CREATE DATABASE aws_public_blockchain

ENGINE = S3('s3://aws-public-blockchain/v1.0/btc/', 'NOSIGN')
SELECT uniq(_path), count()
FROM aws_public_blockchain."transactions/**.snappy.parquet"

┌─uniq(_path)─┬───count()──┐
│        5672 │ 1001204525 │
└─────────────┴────────────┘

1 row in set. Elapsed: 31.846 sec. Processed 1.00 billion rows, 0.00 B (31.44 million rows/s., 0.00 B/s.)
Peak memory usage: 10.88 GiB.

We also tried to run analytic queries on top of Parquet data. In particular, we were testing if WHERE conditions are handled efficiently by ClickHouse:

SELECT date, count()
FROM aws_public_blockchain."transactions/**.snappy.parquet"
WHERE date>='2024-01-01'
GROUP BY date ORDER BY date

┌─date───────┬─count()─┐
│ 2024-01-01 │  657752 │
│ 2024-01-02 │  367319 │
│ 2024-01-03 │  502749 │
...
└────────────┴─────────┘

129 rows in set. Elapsed: 27.752 sec. Processed 57.97 million rows, 1.54 GB (2.09 million rows/s., 55.54 MB/s.)
Peak memory usage: 5.15 GiB.

The query takes almost 30 seconds. This is a full scan, since ClickHouse needs to check every Parquet file. Even though it can use minimum and maximum values for the ‘date’ column stored in the header of the Parquet file row group, it still needs to access all the files. That is quite inefficient. We can use the glob filter to select only 2024 files:

SELECT date, count()
FROM aws_public_blockchain."transactions/date=2024*/*.snappy.parquet"
WHERE date>='2024-01-01'
GROUP BY date ORDER BY date
...
129 rows in set. Elapsed: 2.062 sec. Processed 55.44 million rows, 1.52 GB (26.89 million rows/s., 736.78 MB/s.)
Peak memory usage: 334.81 MiB.

Now it takes only 2 seconds, thanks to the glob pattern that pre-filters files! But it requires us to know how data is organized in the bucket and apply changes to the table name itself, which is not quite SQL-ish.

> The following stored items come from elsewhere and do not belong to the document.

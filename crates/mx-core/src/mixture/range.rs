//! Position, dispersion and effective support of a mixture.
//!
//! The additive combination of position indicators and the quadratic
//! combination of dispersion indicators are heuristics. The resulting
//! `beta` and `range` are practical truncation bounds, not guarantees.

use mx_math::Interval;

/// Dispersion multiple bounding the tail search.
const MAX_EXCURSION: f64 = 100.0;

/// Initial search step as a fraction of the dispersion.
const INITIAL_STEP: f64 = 0.1;

/// Geometric growth of the search step.
const STEP_GROWTH: f64 = 1.1;

/// Shape summary derived from the flattened atoms.
#[derive(Debug, Clone, Copy, PartialEq)]
pub(crate) struct Shape {
    pub position: f64,
    pub dispersion: f64,
    pub beta: f64,
    /// `constant + Σ wᵢ·range(Xᵢ)`; carries the true finiteness of each side.
    pub algebraic: Interval,
    /// `algebraic ∩ [position ± beta·dispersion]`.
    pub range: Interval,
}

/// `constant + Σ wᵢ·range(Xᵢ)` by interval arithmetic.
pub(crate) fn algebraic_range(constant: f64, ranges: impl IntoIterator<Item = (Interval, f64)>) -> Interval {
    ranges
        .into_iter()
        .fold(Interval::point(constant), |acc, (range, weight)| acc.add(&range.scale(weight)))
}

/// Estimate the shape of the mixture.
///
/// `indicators` yields `(weight, position indicator, dispersion indicator)`
/// per atom; `modulus` evaluates |φ_mixture(t)|.
pub(crate) fn estimate_shape<F>(
    constant: f64,
    indicators: impl IntoIterator<Item = (f64, f64, f64)>,
    algebraic: Interval,
    alpha: f64,
    pdf_precision: f64,
    modulus: F,
) -> Shape
where
    F: Fn(f64) -> f64,
{
    let mut position = constant;
    let mut dispersion_sq = 0.0;
    for (weight, pos, disp) in indicators {
        position += weight * pos;
        let d = weight * disp;
        dispersion_sq += d * d;
    }
    let dispersion = dispersion_sq.sqrt();

    if !(dispersion.is_finite() && dispersion > 0.0) {
        return Shape {
            position,
            dispersion: 0.0,
            beta: 0.0,
            algebraic,
            range: algebraic,
        };
    }

    let beta = search_beta(position, dispersion, alpha, pdf_precision, modulus);
    let half_width = beta * dispersion;
    let window = Interval::new(position - half_width, position + half_width);
    let mut range = algebraic.intersect(&window);
    if range.is_empty() {
        // The heuristic window missed the support entirely; fall back to
        // whatever finite part of the support is known.
        range = algebraic;
    }

    Shape {
        position,
        dispersion,
        beta,
        algebraic,
        range,
    }
}

/// Walk outwards until the characteristic function has decayed below the
/// working precision, capped at `MAX_EXCURSION` dispersions.
fn search_beta<F>(position: f64, dispersion: f64, alpha: f64, pdf_precision: f64, modulus: F) -> f64
where
    F: Fn(f64) -> f64,
{
    let limit = position + MAX_EXCURSION * dispersion;
    let mut x = position + alpha * dispersion;
    let mut step = INITIAL_STEP * dispersion;
    while x < limit && modulus(x) > pdf_precision {
        x = (x + step).min(limit);
        step *= STEP_GROWTH;
    }
    2.0 * (x - position) / dispersion
}
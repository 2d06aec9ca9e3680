use mx_math::Interval;
use num_complex::Complex64;
use serde::Serialize;

use super::Distribution;
use crate::error::{Error, Result};

/// Exponential distribution with rate λ on [0, ∞).
#[derive(Debug, Clone, Copy, PartialEq, Serialize)]
pub struct Exponential {
    rate: f64,
}

impl Exponential {
    pub fn new(rate: f64) -> Result<Self> {
        if !(rate.is_finite() && rate > 0.0) {
            return Err(Error::InvalidArgument(format!(
                "exponential rate must be finite and > 0, got {rate}"
            )));
        }
        Ok(Self { rate })
    }

    pub fn rate(&self) -> f64 {
        self.rate
    }
}

impl Distribution for Exponential {
    fn name(&self) -> &'static str {
        "Exponential"
    }

    fn characteristic_function(&self, t: f64) -> Complex64 {
        Complex64::new(1.0, 0.0) / Complex64::new(1.0, -t / self.rate)
    }

    fn log_characteristic_function(&self, t: f64) -> Complex64 {
        -Complex64::new(1.0, -t / self.rate).ln()
    }

    fn pdf(&self, x: f64) -> f64 {
        if x < 0.0 {
            0.0
        } else {
            self.rate * (-self.rate * x).exp()
        }
    }

    fn cdf(&self, x: f64) -> f64 {
        if x <= 0.0 {
            0.0
        } else {
            -(-self.rate * x).exp_m1()
        }
    }

    fn complementary_cdf(&self, x: f64) -> f64 {
        if x <= 0.0 {
            1.0
        } else {
            (-self.rate * x).exp()
        }
    }

    fn quantile(&self, p: f64, tail: bool) -> f64 {
        if p.is_nan() || !(0.0..=1.0).contains(&p) {
            return f64::NAN;
        }
        if tail {
            -p.ln() / self.rate
        } else {
            -(-p).ln_1p() / self.rate
        }
    }

    fn mean(&self) -> f64 {
        1.0 / self.rate
    }

    fn variance(&self) -> f64 {
        1.0 / (self.rate * self.rate)
    }

    fn range(&self) -> Interval {
        Interval::new(0.0, f64::INFINITY)
    }
}

#[cfg(test)]
mod tests {
    use super::*;

    #[test]
    fn quantile_inverts_both_tails() {
        let e = Exponential::new(2.0).unwrap();
        for p in [1e-9, 0.3, 0.999] {
            assert!((e.cdf(e.quantile(p, false)) - p).abs() < 1e-14);
            assert!((e.complementary_cdf(e.quantile(p, true)) - p).abs() < 1e-14);
        }
        assert_eq!(e.quantile(0.0, false), 0.0);
        assert!(e.quantile(0.0, true).is_infinite());
    }

    #[test]
    fn characteristic_function_modulus() {
        let e = Exponential::new(0.5).unwrap();
        let t: f64 = 3.0;
        let expected = 1.0 / (1.0 + (t / 0.5) * (t / 0.5)).sqrt();
        assert!((e.characteristic_function(t).norm() - expected).abs() < 1e-15);
        assert!((e.log_characteristic_function(t).exp() - e.characteristic_function(t)).norm() < 1e-15);
    }
}
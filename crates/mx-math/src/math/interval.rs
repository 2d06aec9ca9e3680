//! One-dimensional interval arithmetic.
//!
//! Bounds may be infinite. Arithmetic follows the Minkowski rules used to
//! propagate supports through affine combinations: `[a,b] + [c,d] = [a+c, b+d]`
//! and scaling by a negative factor swaps the bounds.

use serde::{Deserialize, Serialize};

/// A closed real interval `[lower, upper]`, possibly unbounded.
#[derive(Debug, Clone, Copy, PartialEq, Serialize, Deserialize)]
pub struct Interval {
    pub lower: f64,
    pub upper: f64,
}

impl Interval {
    pub fn new(lower: f64, upper: f64) -> Self {
        Self { lower, upper }
    }

    /// The whole real line.
    pub fn real_line() -> Self {
        Self::new(f64::NEG_INFINITY, f64::INFINITY)
    }

    /// The degenerate interval `[x, x]`.
    pub fn point(x: f64) -> Self {
        Self::new(x, x)
    }

    pub fn is_empty(&self) -> bool {
        self.lower.is_nan() || self.upper.is_nan() || self.lower > self.upper
    }

    pub fn has_finite_lower(&self) -> bool {
        self.lower.is_finite()
    }

    pub fn has_finite_upper(&self) -> bool {
        self.upper.is_finite()
    }

    pub fn is_bounded(&self) -> bool {
        self.has_finite_lower() && self.has_finite_upper()
    }

    pub fn width(&self) -> f64 {
        if self.is_empty() {
            return 0.0;
        }
        self.upper - self.lower
    }

    pub fn contains(&self, x: f64) -> bool {
        x >= self.lower && x <= self.upper
    }

    /// True when `other` lies entirely inside `self`.
    pub fn contains_interval(&self, other: &Interval) -> bool {
        other.lower >= self.lower && other.upper <= self.upper
    }

    /// Minkowski sum.
    pub fn add(&self, other: &Interval) -> Interval {
        Interval::new(self.lower + other.lower, self.upper + other.upper)
    }

    /// Translation by a constant.
    pub fn shift(&self, c: f64) -> Interval {
        Interval::new(self.lower + c, self.upper + c)
    }

    /// Image under `x -> factor * x`.
    ///
    /// A zero factor maps everything to `[0, 0]`, including infinite bounds.
    pub fn scale(&self, factor: f64) -> Interval {
        if factor == 0.0 {
            return Interval::point(0.0);
        }
        if factor > 0.0 {
            Interval::new(self.lower * factor, self.upper * factor)
        } else {
            Interval::new(self.upper * factor, self.lower * factor)
        }
    }

    pub fn intersect(&self, other: &Interval) -> Interval {
        Interval::new(self.lower.max(other.lower), self.upper.min(other.upper))
    }
}

impl Default for Interval {
    fn default() -> Self {
        Self::real_line()
    }
}

impl std::fmt::Display for Interval {
    fn fmt(&self, f: &mut std::fmt::Formatter<'_>) -> std::fmt::Result {
        write!(f, "[{}, {}]", self.lower, self.upper)
    }
}
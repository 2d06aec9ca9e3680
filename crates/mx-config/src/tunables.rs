//! Engine tunables.
//!
//! Every field has a built-in default so a config file only needs to name
//! the keys it overrides.

use serde::{Deserialize, Serialize};
use std::path::Path;

use crate::validate::{ValidationError, ValidationResult};

/// Numerical tunables of a random mixture.
#[derive(Debug, Clone, PartialEq, Serialize, Deserialize)]
#[serde(default)]
pub struct MixtureConfig {
    /// Atom count below which the Fourier interval formula and the
    /// range-based bandwidth are used.
    pub small_size: usize,

    /// `2^block_min` terms must be summed before convergence is declared.
    pub block_min: u32,

    /// `2^block_max` caps the number of series terms.
    pub block_max: u32,

    /// Cache ceiling; characteristic function differences beyond this
    /// index are computed directly.
    pub max_size: usize,

    /// Tail-search start multiplier.
    pub alpha: f64,

    /// Target error of PDF series; also the CF decay threshold of the
    /// range search.
    pub pdf_precision: f64,

    /// Target error of probability series and quantile root finding.
    pub cdf_precision: f64,

    /// Relative weight below which an atom is dropped.
    pub small_weight: f64,

    /// Gauss-Legendre nodes per segment of the large-mixture quadrature.
    pub integration_nodes: usize,

    /// Cap on wrap-around terms of the equivalent-normal sums.
    pub max_poisson_terms: usize,

    /// Iteration cap of the quantile root finder.
    pub root_max_iter: usize,
}

impl Default for MixtureConfig {
    fn default() -> Self {
        Self {
            small_size: 100,
            block_min: 3,
            block_max: 16,
            max_size: 65_536,
            alpha: 5.0,
            pdf_precision: 1e-10,
            cdf_precision: 1e-10,
            small_weight: 1e-12,
            integration_nodes: 16,
            max_poisson_terms: 1000,
            root_max_iter: 200,
        }
    }
}

impl MixtureConfig {
    /// Minimum number of series terms, `2^block_min`.
    pub fn min_terms(&self) -> usize {
        1usize << self.block_min
    }

    /// Maximum number of series terms, `2^block_max`.
    pub fn max_terms(&self) -> usize {
        1usize << self.block_max
    }

    /// Load from a JSON or TOML file, chosen by extension (JSON otherwise).
    pub fn from_file(path: &Path) -> ValidationResult<Self> {
        let content = std::fs::read_to_string(path).map_err(|e| {
            ValidationError::IoError(format!("Failed to read {}: {}", path.display(), e))
        })?;
        match path.extension().and_then(|e| e.to_str()) {
            Some("toml") => Self::from_toml_str(&content),
            _ => Self::from_json_str(&content),
        }
    }

    /// Parse from a JSON string.
    pub fn from_json_str(json: &str) -> ValidationResult<Self> {
        serde_json::from_str(json)
            .map_err(|e| ValidationError::ParseError(format!("Invalid JSON: {}", e)))
    }

    /// Parse from a TOML string.
    pub fn from_toml_str(text: &str) -> ValidationResult<Self> {
        toml::from_str(text).map_err(|e| ValidationError::ParseError(format!("Invalid TOML: {}", e)))
    }
}
//! Mixture engine math utilities.

pub mod math;

pub use math::gamma::*;
pub use math::interval::Interval;
pub use math::normal::*;
pub use math::quadrature::{GaussLegendre, QuadratureError};
pub use math::roots::{brentq, RootError, RootResult, ScalarOptions};
pub use math::stable::*;
//! Random mixture engine configuration loading and validation.
//!
//! This crate provides:
//! - The typed tunables table (`MixtureConfig`) with built-in defaults
//! - Config resolution (CLI → env → XDG → defaults)
//! - Semantic validation with stable error codes

pub mod resolve;
pub mod tunables;
pub mod validate;

pub use resolve::{load_config, resolve_config_path, ConfigSource, ResolvedConfig};
pub use tunables::MixtureConfig;
pub use validate::{validate_config, ValidationError, ValidationResult};
//! Stable event names and stages for engine logging.
//!
//! Every engine event carries an `event` field taken from [`event_names`]
//! and a `stage` field, so JSONL consumers can filter without parsing
//! messages.

use serde::{Deserialize, Serialize};

/// Where in the mixture lifecycle an event was emitted.
#[derive(Debug, Clone, Copy, PartialEq, Eq, Serialize, Deserialize)]
#[serde(rename_all = "snake_case")]
pub enum Stage {
    /// Atom flattening and first shape estimation.
    Build,
    /// Shape, bandwidth and cache reset after a mutation.
    Recompute,
    /// PDF, probability and quantile queries.
    Evaluate,
}

impl std::fmt::Display for Stage {
    fn fmt(&self, f: &mut std::fmt::Formatter<'_>) -> std::fmt::Result {
        let s = match self {
            Stage::Build => "build",
            Stage::Recompute => "recompute",
            Stage::Evaluate => "evaluate",
        };
        write!(f, "{}", s)
    }
}

/// Standard event names used in logging.
pub mod event_names {
    pub const MIXTURE_BUILT: &str = "mixture.built";
    pub const MIXTURE_RECOMPUTED: &str = "mixture.recomputed";
    pub const MIXTURE_CACHE_CEILING: &str = "mixture.cache_ceiling";
    pub const MIXTURE_PRECISION_SHORTFALL: &str = "mixture.precision_shortfall";
    pub const MIXTURE_LARGE_QUADRATURE: &str = "mixture.large_quadrature";

    // CLI events
    pub const CONFIG_LOADED: &str = "config.loaded";
    pub const DESCRIPTION_LOADED: &str = "description.loaded";
}
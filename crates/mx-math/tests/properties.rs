//! Property-based tests for mx-math numerical functions.
//!
//! Uses proptest to verify mathematical properties hold across many random inputs.

use proptest::prelude::*;
use mx_math::{
    gamma_p, gamma_q, gamma_quantile, normal_cdf, normal_interval_probability, normal_quantile,
    normal_sf, std_normal_cdf, GaussLegendre, Interval,
};

/// Tolerance for floating point comparisons.
const TOL: f64 = 1e-12;

fn approx_eq(a: f64, b: f64, tol: f64) -> bool {
    if a.is_nan() || b.is_nan() {
        return false;
    }
    (a - b).abs() <= tol.max(tol * a.abs().max(b.abs()))
}

// ============================================================================
// Normal primitives
// ============================================================================

proptest! {
    #![proptest_config(ProptestConfig::with_cases(500))]

    /// The CDF is monotone.
    #[test]
    fn normal_cdf_monotone(a in -30.0..30.0f64, d in 0.0..5.0f64) {
        prop_assert!(std_normal_cdf(a) <= std_normal_cdf(a + d));
    }

    /// CDF and survival add up to one.
    #[test]
    fn normal_cdf_sf_duality(x in -20.0..20.0f64, mean in -5.0..5.0f64, sd in 0.1..10.0f64) {
        let s = normal_cdf(x, mean, sd) + normal_sf(x, mean, sd);
        prop_assert!(approx_eq(s, 1.0, TOL), "sum={}", s);
    }

    /// Quantile inverts the CDF.
    #[test]
    fn normal_quantile_round_trip(p in 1e-10..(1.0 - 1e-10), mean in -5.0..5.0f64, sd in 0.1..10.0f64) {
        let x = normal_quantile(p, mean, sd);
        prop_assert!(approx_eq(normal_cdf(x, mean, sd), p, 1e-11), "p={} x={}", p, x);
    }

    /// Interval probabilities are additive.
    #[test]
    fn normal_interval_additive(a in -8.0..8.0f64, w1 in 0.0..4.0f64, w2 in 0.0..4.0f64) {
        let b = a + w1;
        let c = b + w2;
        let whole = normal_interval_probability(a, c, 0.0, 1.0);
        let parts = normal_interval_probability(a, b, 0.0, 1.0) + normal_interval_probability(b, c, 0.0, 1.0);
        prop_assert!(approx_eq(whole, parts, TOL));
    }
}

// ============================================================================
// Incomplete gamma
// ============================================================================

proptest! {
    #![proptest_config(ProptestConfig::with_cases(300))]

    #[test]
    fn gamma_p_q_complement(a in 0.2..40.0f64, x in 0.0..80.0f64) {
        prop_assert!(approx_eq(gamma_p(a, x) + gamma_q(a, x), 1.0, 1e-12));
    }

    #[test]
    fn gamma_quantile_round_trip(p in 0.001..0.999f64, a in 0.5..20.0f64, rate in 0.1..5.0f64) {
        let t = gamma_quantile(p, a, rate, false);
        prop_assert!(approx_eq(gamma_p(a, rate * t), p, 1e-10), "p={} t={}", p, t);
    }
}

// ============================================================================
// Interval arithmetic and quadrature
// ============================================================================

proptest! {
    #![proptest_config(ProptestConfig::with_cases(300))]

    /// Scaling then summing contains every affine image of member points.
    #[test]
    fn interval_affine_image_contains_points(
        l1 in -10.0..0.0f64, u1 in 0.0..10.0f64,
        l2 in -10.0..0.0f64, u2 in 0.0..10.0f64,
        w1 in -3.0..3.0f64, w2 in -3.0..3.0f64,
        s in 0.0..1.0f64, t in 0.0..1.0f64,
    ) {
        let i1 = Interval::new(l1, u1);
        let i2 = Interval::new(l2, u2);
        let sum = i1.scale(w1).add(&i2.scale(w2));
        let x1 = l1 + s * (u1 - l1);
        let x2 = l2 + t * (u2 - l2);
        let y = w1 * x1 + w2 * x2;
        prop_assert!(y >= sum.lower - 1e-9 && y <= sum.upper + 1e-9);
    }

    /// A 16-point rule integrates cubic polynomials exactly on any interval.
    #[test]
    fn gauss_legendre_cubic(a in -5.0..5.0f64, w in 0.01..10.0f64, c3 in -2.0..2.0f64, c0 in -2.0..2.0f64) {
        let rule = GaussLegendre::new(16).unwrap();
        let b = a + w;
        let f = |x: f64| c3 * x * x * x + c0;
        let exact = c3 * (b.powi(4) - a.powi(4)) / 4.0 + c0 * (b - a);
        let v = rule.integrate(f, a, b);
        prop_assert!(approx_eq(v, exact, 1e-10), "v={} exact={}", v, exact);
    }
}
use mx_math::{normal_cdf, normal_interval_probability, normal_pdf, normal_sf, std_normal_quantile, Interval};
use num_complex::Complex64;
use serde::Serialize;

use super::{AtomKind, Distribution};
use crate::error::{Error, Result};

/// Normal distribution N(mean, std_dev²).
#[derive(Debug, Clone, Copy, PartialEq, Serialize)]
pub struct Normal {
    mean: f64,
    std_dev: f64,
}

impl Normal {
    pub fn new(mean: f64, std_dev: f64) -> Result<Self> {
        if !mean.is_finite() {
            return Err(Error::InvalidArgument(format!(
                "normal mean must be finite, got {mean}"
            )));
        }
        if !(std_dev.is_finite() && std_dev > 0.0) {
            return Err(Error::InvalidArgument(format!(
                "normal std_dev must be finite and > 0, got {std_dev}"
            )));
        }
        Ok(Self { mean, std_dev })
    }

    pub fn standard() -> Self {
        Self {
            mean: 0.0,
            std_dev: 1.0,
        }
    }

    /// Build from moments without validation. A zero variance is allowed so
    /// that the equivalent normal of a point mass can still be represented.
    pub(crate) fn from_moments(mean: f64, variance: f64) -> Self {
        Self {
            mean,
            std_dev: variance.max(0.0).sqrt(),
        }
    }
}

impl Distribution for Normal {
    fn name(&self) -> &'static str {
        "Normal"
    }

    fn kind(&self) -> AtomKind {
        AtomKind::Normal {
            mean: self.mean,
            std_dev: self.std_dev,
        }
    }

    fn characteristic_function(&self, t: f64) -> Complex64 {
        self.log_characteristic_function(t).exp()
    }

    fn log_characteristic_function(&self, t: f64) -> Complex64 {
        Complex64::new(-0.5 * self.std_dev * self.std_dev * t * t, self.mean * t)
    }

    fn pdf(&self, x: f64) -> f64 {
        normal_pdf(x, self.mean, self.std_dev)
    }

    fn cdf(&self, x: f64) -> f64 {
        normal_cdf(x, self.mean, self.std_dev)
    }

    fn complementary_cdf(&self, x: f64) -> f64 {
        normal_sf(x, self.mean, self.std_dev)
    }

    fn interval_probability(&self, lower: f64, upper: f64, _: bool, _: bool) -> f64 {
        normal_interval_probability(lower, upper, self.mean, self.std_dev)
    }

    fn quantile(&self, p: f64, tail: bool) -> f64 {
        let z = std_normal_quantile(p);
        if tail {
            self.mean - self.std_dev * z
        } else {
            self.mean + self.std_dev * z
        }
    }

    fn mean(&self) -> f64 {
        self.mean
    }

    fn variance(&self) -> f64 {
        self.std_dev * self.std_dev
    }

    fn std_dev(&self) -> f64 {
        self.std_dev
    }

    fn range(&self) -> Interval {
        Interval::real_line()
    }
}

#[cfg(test)]
mod tests {
    use super::*;

    #[test]
    fn rejects_bad_parameters() {
        assert!(Normal::new(0.0, 0.0).is_err());
        assert!(Normal::new(f64::NAN, 1.0).is_err());
        assert!(Normal::new(0.0, f64::INFINITY).is_err());
    }

    #[test]
    fn characteristic_function_closed_form() {
        let n = Normal::new(1.5, 2.0).unwrap();
        let phi = n.characteristic_function(0.7);
        let modulus = (-0.5 * 4.0 * 0.49f64).exp();
        assert!((phi.norm() - modulus).abs() < 1e-15);
        assert!((phi.arg() - 1.05).abs() < 1e-14);
    }

    #[test]
    fn tail_quantile_mirrors_lower() {
        let n = Normal::new(-2.0, 3.0).unwrap();
        let lo = n.quantile(0.1, false);
        let hi = n.quantile(0.1, true);
        assert!((lo + hi + 4.0).abs() < 1e-12);
        assert!((n.complementary_cdf(hi) - 0.1).abs() < 1e-14);
    }
}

We proposed a prototype of the cache implementation that can help with queries like above but does not require the user to know the data organization in the bucket. We created a reverse index table that would map column ranges to file names or paths:

CREATE TABLE aws_public_blockchain_idx (
  _path String,
  _file String,
  column String,
  min_value String,
  max_value String
) Engine = MergeTree
PARTITION BY tuple()
ORDER BY (column, min_value)

Then we populated it with minimum and maximum values for every column parsing Parquet metadata:

INSERT INTO aws_public_blockchain_idx
SELECT _path, _file, column, min(min_value), max(max_value) from (
WITH arrayJoin(tupleElement(arrayJoin(row_groups), 'columns')) as row_groups_columns
     tupleElement(row_groups_columns, 'statistics') as statistics
SELECT _path, _file,
        tupleElement(row_groups_columns, 'name') column,
        tupleElement(statistics, 'min') min_value,
        tupleElement(statistics, 'max') max_value
FROM s3('s3://aws-public-blockchain/v1.0/btc/transactions/**.snappy.parquet', NOSIGN, 'ParquetMetadata') 
)
GROUP BY _path, _file, column

Finally, we used this index table by applying the WHERE condition to the index table first, extracting paths from the index table, and and then filtering on a virtual column  ‘_path’:

SELECT date, count()
FROM aws_public_blockchain."transactions/**.snappy.parquet"
WHERE _path in (
     SELECT _path FROM aws_public_blockchain_idx
      WHERE column='date' and toDateOrNull(min_value)>='2024-01-01')
  AND date >= '2024-01-01'
GROUP BY date ORDER BY date
...
78 rows in set. Elapsed: 61.714 sec. Processed 32.13 million rows, 645.16 MB (520.65 thousand rows/s., 10.45 MB/s.)
Peak memory usage: 8.60 MiB.

That worked, but it took more than 60 seconds! Apparently, when the ‘_path’ virtual column was used in a filter condition, ClickHouse processed paths sequentially in a single thread. That was definitely a stain on the fastest analytical database of the planet that we could not stand!

Fixing ClickHouse

One of the greatest things about open source is that if there is a problem, you can fix it by yourself! But first we needed to understand what ClickHouse did wrong here.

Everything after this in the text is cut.